* [Work to complete]: Please count the lines in the entries below that include the word "format", and give only the number.

* [Given entries]:
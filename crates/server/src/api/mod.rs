//! JSON API for proposals, approvals, catalog and administration.
//!
//! Every route except the identity webhook and first-run setup resolves the
//! acting user from the `x-user-id` header. Errors share one body shape:
//! `{ "error": "...", "correlation_id": "..." }`.

use std::sync::Arc;

use axum::{
    extract::FromRequestParts,
    http::{request::Parts, HeaderMap, StatusCode},
    response::{IntoResponse, Response},
    routing::{get, post, put},
    Json, Router,
};
use homequote_core::{
    approvals::{approved_discount, ApprovalPolicy},
    audit::AuditEvent,
    config::AppConfig,
    domain::{proposal::Proposal, user::UserId},
    import::ImportRowError,
    pricing::{
        discount::DiscountAuthority, totals::FinancingTerms, DeterministicProposalPricer,
        PricingInput, PricingOutcome, ProposalPricingEngine,
    },
    Actor, ApplicationError, InterfaceError, Role,
};
use homequote_db::{
    repositories::{
        AppointmentRepository, AuditEventRepository, ContractTemplateRepository,
        CustomerRepository, DiscountRequestRepository, FinancingPlanRepository, ProductRepository,
        ProposalRepository, RolePermissionRepository, SqlAppointmentRepository,
        SqlAuditEventRepository, SqlContractTemplateRepository, SqlCustomerRepository,
        SqlDiscountRequestRepository, SqlFinancingPlanRepository, SqlProductRepository,
        SqlProposalRepository, SqlRolePermissionRepository, SqlUserRepository, UserRepository,
    },
    DbPool,
};
use secrecy::SecretString;
use serde::{Deserialize, Serialize};
use tracing::{error, warn};
use uuid::Uuid;

pub mod admin;
pub mod calendar;
pub mod discount_requests;
pub mod financing;
pub mod pricing;
pub mod proposals;
pub mod webhooks;

pub const USER_HEADER: &str = "x-user-id";
pub const REQUEST_ID_HEADER: &str = "x-request-id";
pub const SETUP_TOKEN_HEADER: &str = "x-setup-token";

// ---------------------------------------------------------------------------
// State
// ---------------------------------------------------------------------------

#[derive(Clone)]
pub struct ApiState {
    pub proposals: Arc<dyn ProposalRepository>,
    pub discount_requests: Arc<dyn DiscountRequestRepository>,
    pub users: Arc<dyn UserRepository>,
    pub role_permissions: Arc<dyn RolePermissionRepository>,
    pub financing_plans: Arc<dyn FinancingPlanRepository>,
    pub products: Arc<dyn ProductRepository>,
    pub customers: Arc<dyn CustomerRepository>,
    pub contracts: Arc<dyn ContractTemplateRepository>,
    pub appointments: Arc<dyn AppointmentRepository>,
    pub audit: Arc<dyn AuditEventRepository>,
    pub pricer: Arc<DeterministicProposalPricer>,
    pub currency: String,
    pub setup_token: Option<SecretString>,
}
use rust_decimal::{Decimal, RoundingStrategy};
use serde::{Deserialize, Serialize};

use crate::domain::financing::FinancingPlan;

#[derive(Clone, Debug, PartialEq, Eq, Serialize, Deserialize)]
pub struct FinancingTerms {
    pub payment_factor: Decimal,
    pub term_months: u32,
    pub merchant_fee: Decimal,
}

impl From<&FinancingPlan> for FinancingTerms {
    fn from(plan: &FinancingPlan) -> Self {
        Self {
            payment_factor: plan.payment_factor,
            term_months: plan.term_months,
            merchant_fee: plan.merchant_fee,
        }
    }
}

#[derive(Clone, Debug, PartialEq, Eq, Serialize, Deserialize)]
pub struct Totals {
    pub total: Decimal,
    pub monthly_payment: Option<Decimal>,
    pub financed_total: Option<Decimal>,
    pub merchant_fee: Option<Decimal>,
    pub term_months: Option<u32>,
}

pub fn round_money(amount: Decimal) -> Decimal {
    amount.round_dp_with_strategy(2, RoundingStrategy::MidpointAwayFromZero)
}

pub fn percent_of(amount: Decimal, pct: Decimal) -> Decimal {
    amount * pct / Decimal::ONE_HUNDRED
}

/// `total = subtotal - discount`, floored at zero; financing fields are
/// derived from `total` when a plan is given.
pub fn compute_totals(
    subtotal: Decimal,
    discount: Decimal,
    plan: Option<&FinancingTerms>,
) -> Totals {
    let total = round_money((subtotal - discount).max(Decimal::ZERO));

    let Some(plan) = plan else {
        return Totals {
            total,
            monthly_payment: None,
            financed_total: None,
            merchant_fee: None,
            term_months: None,
        };
    };

    let monthly_payment = round_money(total * plan.payment_factor);
    Totals {
        total,
        monthly_payment: Some(monthly_payment),
        financed_total: Some(monthly_payment * Decimal::from(plan.term_months)),
        merchant_fee: Some(round_money(percent_of(total, plan.merchant_fee))),
        term_months: Some(plan.term_months),
    }
}

#[cfg(test)]
mod tests {
    use rust_decimal::Decimal;

    use super::{compute_totals, round_money, FinancingTerms};

    fn plan(factor: Decimal) -> FinancingTerms {
        FinancingTerms { payment_factor: factor, term_months: 120, merchant_fee: Decimal::from(6) }
    }

    #[test]
    fn financed_totals_use_payment_factor() {
        let totals = compute_totals(
            Decimal::from(25_000),
            Decimal::from(1965),
            Some(&plan(Decimal::new(19, 3))),
        );

        assert_eq!(totals.total, Decimal::from(23_035));
        // 23035 * 0.019 = 437.665
        assert_eq!(totals.monthly_payment, Some(Decimal::new(43_767, 2)));
        assert_eq!(totals.financed_total, Some(Decimal::new(5_252_040, 2)));
        assert_eq!(totals.merchant_fee, Some(Decimal::new(138_210, 2)));
        assert_eq!(totals.term_months, Some(120));
    }

    #[test]
    fn cash_totals_have_no_financing_fields() {
        let totals = compute_totals(Decimal::from(10_000), Decimal::from(500), None);

        assert_eq!(totals.total, Decimal::from(9_500));
        assert!(totals.monthly_payment.is_none());
        assert!(totals.financed_total.is_none());
        assert!(totals.merchant_fee.is_none());
    }

    #[test]
    fn total_never_goes_negative() {
        let totals = compute_totals(Decimal::from(1_000), Decimal::from(1965), None);
        assert_eq!(totals.total, Decimal::ZERO);
    }

    #[test]
    fn rounds_half_cents_away_from_zero() {
        assert_eq!(round_money(Decimal::new(437_665, 3)), Decimal::new(43_767, 2));
        assert_eq!(round_money(Decimal::new(437_664, 3)), Decimal::new(43_766, 2));
    }
}
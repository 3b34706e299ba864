use chrono::{DateTime, Utc};
use serde::{Deserialize, Serialize};
use uuid::Uuid;

use crate::errors::DomainError;

#[derive(Clone, Debug, PartialEq, Eq, Hash, Serialize, Deserialize)]
pub struct CustomerId(pub String);

impl CustomerId {
    pub fn generate() -> Self {
        Self(format!("C-{}", Uuid::new_v4().simple()))
    }
}

#[derive(Clone, Debug, PartialEq, Eq, Serialize, Deserialize)]
pub struct Customer {
    pub id: CustomerId,
    pub first_name: String,
    pub last_name: String,
    pub email: Option<String>,
    pub phone: Option<String>,
    pub address: Option<String>,
    pub created_at: DateTime<Utc>,
}

impl Customer {
    pub fn validate(&self) -> Result<(), DomainError> {
        if self.first_name.trim().is_empty() || self.last_name.trim().is_empty() {
            return Err(DomainError::Validation(
                "customer first_name and last_name are required".to_string(),
            ));
        }
        if let Some(email) = &self.email {
            if !email.contains('@') {
                return Err(DomainError::Validation(format!("invalid customer email `{email}`")));
            }
        }
        Ok(())
    }

    pub fn full_name(&self) -> String {
        format!("{} {}", self.first_name.trim(), self.last_name.trim())
    }
}
use std::process::ExitCode;

fn main() -> ExitCode {
    homequote_cli::run()
}
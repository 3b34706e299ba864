pub mod connection;
pub mod fixtures;
pub mod migrations;
pub mod repositories;

pub use connection::{connect, connect_with_config, connect_with_settings, DbPool};
pub use fixtures::{DemoSeedDataset, SeedResult, VerificationResult};
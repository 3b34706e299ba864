use homequote_db::{connect_with_config, migrations};

use crate::commands::{prepare, CommandResult, StepFailure, EXIT_DB_CONNECTIVITY, EXIT_MIGRATION};

pub fn run() -> CommandResult {
    let (config, runtime) = match prepare("migrate") {
        Ok(prepared) => prepared,
        Err(failure) => return failure,
    };

    let result = runtime.block_on(async {
        let pool = connect_with_config(&config.database)
            .await
            .map_err(|error| ("db_connectivity", error.to_string(), EXIT_DB_CONNECTIVITY))?;
        let before = applied_count(&pool).await;
        migrations::run_pending(&pool)
            .await
            .map_err(|error| ("migration", error.to_string(), EXIT_MIGRATION))?;
        let after = applied_count(&pool).await;
        pool.close().await;
        Ok::<i64, StepFailure>(after - before)
    });

    match result {
        Ok(0) => CommandResult::success("migrate", "schema already up to date"),
        Ok(applied) => {
            CommandResult::success("migrate", format!("applied {applied} pending migration(s)"))
        }
        Err(failure) => CommandResult::from_step("migrate", failure),
    }
}

/// Rows in the migration ledger; zero before the first run.
pub(crate) async fn applied_count(pool: &homequote_db::DbPool) -> i64 {
    sqlx::query_scalar::<_, i64>("SELECT COUNT(*) FROM _sqlx_migrations WHERE success = 1")
        .fetch_one(pool)
        .await
        .unwrap_or(0)
}
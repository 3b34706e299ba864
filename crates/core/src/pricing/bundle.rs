use std::collections::BTreeSet;

use rust_decimal::Decimal;
use serde::{Deserialize, Serialize};

use crate::config::BundleRuleConfig;
use crate::domain::service::ServiceKind;
use crate::pricing::totals::{percent_of, round_money};

#[derive(Clone, Debug, PartialEq, Eq, Serialize, Deserialize)]
#[serde(rename_all = "snake_case")]
pub enum BundleFormula {
    Flat(Decimal),
    Percent(Decimal),
}

#[derive(Clone, Debug, PartialEq, Eq, Serialize, Deserialize)]
pub struct BundleRule {
    pub name: String,
    pub services: BTreeSet<ServiceKind>,
    pub formula: BundleFormula,
}

impl BundleRule {
    pub fn new(
        name: impl Into<String>,
        services: impl IntoIterator<Item = ServiceKind>,
        formula: BundleFormula,
    ) -> Self {
        Self { name: name.into(), services: services.into_iter().collect(), formula }
    }

    fn matches(&self, selected: &BTreeSet<ServiceKind>) -> bool {
        self.services.len() >= 2 && self.services.is_subset(selected)
    }

    fn amount(&self, subtotal: Decimal) -> Decimal {
        match &self.formula {
            BundleFormula::Flat(amount) => *amount,
            BundleFormula::Percent(pct) => round_money(percent_of(subtotal, *pct)),
        }
    }
}

#[derive(Clone, Debug, PartialEq, Eq, Serialize, Deserialize)]
pub struct BundleMatch {
    pub rule_name: String,
    pub amount: Decimal,
}

/// Service-combination discounts. Rules never stack: the most valuable
/// matching rule wins.
#[derive(Clone, Debug, PartialEq, Eq)]
pub struct BundleRuleTable {
    rules: Vec<BundleRule>,
}

impl Default for BundleRuleTable {
    fn default() -> Self {
        Self {
            rules: vec![
                BundleRule::new(
                    "roofing_hvac",
                    [ServiceKind::Roofing, ServiceKind::Hvac],
                    BundleFormula::Flat(Decimal::from(1965)),
                ),
                BundleRule::new(
                    "roofing_windows_doors",
                    [ServiceKind::Roofing, ServiceKind::WindowsDoors],
                    BundleFormula::Percent(Decimal::from(5)),
                ),
            ],
        }
    }
}

impl BundleRuleTable {
    /// An empty rule list falls back to the built-in table.
    pub fn new(rules: Vec<BundleRule>) -> Self {
        if rules.is_empty() {
            return Self::default();
        }
        Self { rules }
    }

    /// Configured rules replace the built-in table wholesale. Rules that set
    /// both or neither of `flat_amount` and `percent` are skipped.
    pub fn from_config(rules: &[BundleRuleConfig]) -> Self {
        Self::new(
            rules
                .iter()
                .filter_map(|rule| {
                    let formula = match (rule.flat_amount, rule.percent) {
                        (Some(amount), None) => BundleFormula::Flat(amount),
                        (None, Some(pct)) => BundleFormula::Percent(pct),
                        _ => return None,
                    };
                    Some(BundleRule::new(rule.name.clone(), rule.services.iter().copied(), formula))
                })
                .collect(),
        )
    }

    pub fn rules(&self) -> &[BundleRule] {
        &self.rules
    }

    pub fn best_match(
        &self,
        selected: &BTreeSet<ServiceKind>,
        subtotal: Decimal,
    ) -> Option<BundleMatch> {
        self.rules
            .iter()
            .filter(|rule| rule.matches(selected))
            .map(|rule| BundleMatch { rule_name: rule.name.clone(), amount: rule.amount(subtotal) })
            .max_by(|left, right| left.amount.cmp(&right.amount))
    }

    pub fn lookup(&self, selected: &BTreeSet<ServiceKind>, subtotal: Decimal) -> Decimal {
        self.best_match(selected, subtotal).map(|found| found.amount).unwrap_or(Decimal::ZERO)
    }
}

pub fn lookup_bundle_discount(selected: &BTreeSet<ServiceKind>, subtotal: Decimal) -> Decimal {
    BundleRuleTable::default().lookup(selected, subtotal)
}
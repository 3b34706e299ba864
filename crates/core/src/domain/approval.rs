use std::str::FromStr;

use chrono::{DateTime, Utc};
use rust_decimal::Decimal;
use serde::{Deserialize, Serialize};
use uuid::Uuid;

use crate::domain::proposal::ProposalId;
use crate::domain::user::{Role, UserId};
use crate::errors::DomainError;

#[derive(Clone, Debug, PartialEq, Eq, Hash, Serialize, Deserialize)]
pub struct DiscountRequestId(pub String);

impl DiscountRequestId {
    pub fn generate() -> Self {
        Self(format!("DR-{}", Uuid::new_v4().simple()))
    }
}

#[derive(Clone, Copy, Debug, PartialEq, Eq, Serialize, Deserialize)]
#[serde(rename_all = "snake_case")]
pub enum DiscountRequestStatus {
    Pending,
    Approved,
    Denied,
    /// Replaced by a later discount change before anyone decided it.
    Withdrawn,
}

impl DiscountRequestStatus {
    pub fn as_str(&self) -> &'static str {
        match self {
            Self::Pending => "pending",
            Self::Approved => "approved",
            Self::Denied => "denied",
            Self::Withdrawn => "withdrawn",
        }
    }
}

impl FromStr for DiscountRequestStatus {
    type Err = DomainError;

    fn from_str(value: &str) -> Result<Self, Self::Err> {
        match value.trim().to_ascii_lowercase().as_str() {
            "pending" => Ok(Self::Pending),
            "approved" => Ok(Self::Approved),
            "denied" | "rejected" => Ok(Self::Denied),
            "withdrawn" | "superseded" => Ok(Self::Withdrawn),
            other => Err(DomainError::Validation(format!("unknown request status `{other}`"))),
        }
    }
}

/// A persisted ask for a higher role to authorize a discount above the
/// requester's limit.
#[derive(Clone, Debug, PartialEq, Eq, Serialize, Deserialize)]
pub struct DiscountRequest {
    pub id: DiscountRequestId,
    pub proposal_id: ProposalId,
    pub requested_discount: Decimal,
    pub requested_pct: Decimal,
    pub requested_by: UserId,
    pub approver_role: Role,
    pub status: DiscountRequestStatus,
    pub notes: Option<String>,
    pub decided_by: Option<UserId>,
    pub decision_notes: Option<String>,
    pub created_at: DateTime<Utc>,
    pub updated_at: DateTime<Utc>,
}

impl DiscountRequest {
    pub fn is_pending(&self) -> bool {
        self.status == DiscountRequestStatus::Pending
    }

    /// Takes a pending request out of the queue. Decided requests are left
    /// untouched and `false` is returned.
    pub fn withdraw(&mut self, now: DateTime<Utc>) -> bool {
        if !self.is_pending() {
            return false;
        }
        self.status = DiscountRequestStatus::Withdrawn;
        self.updated_at = now;
        true
    }
}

* [Output of the task]: 6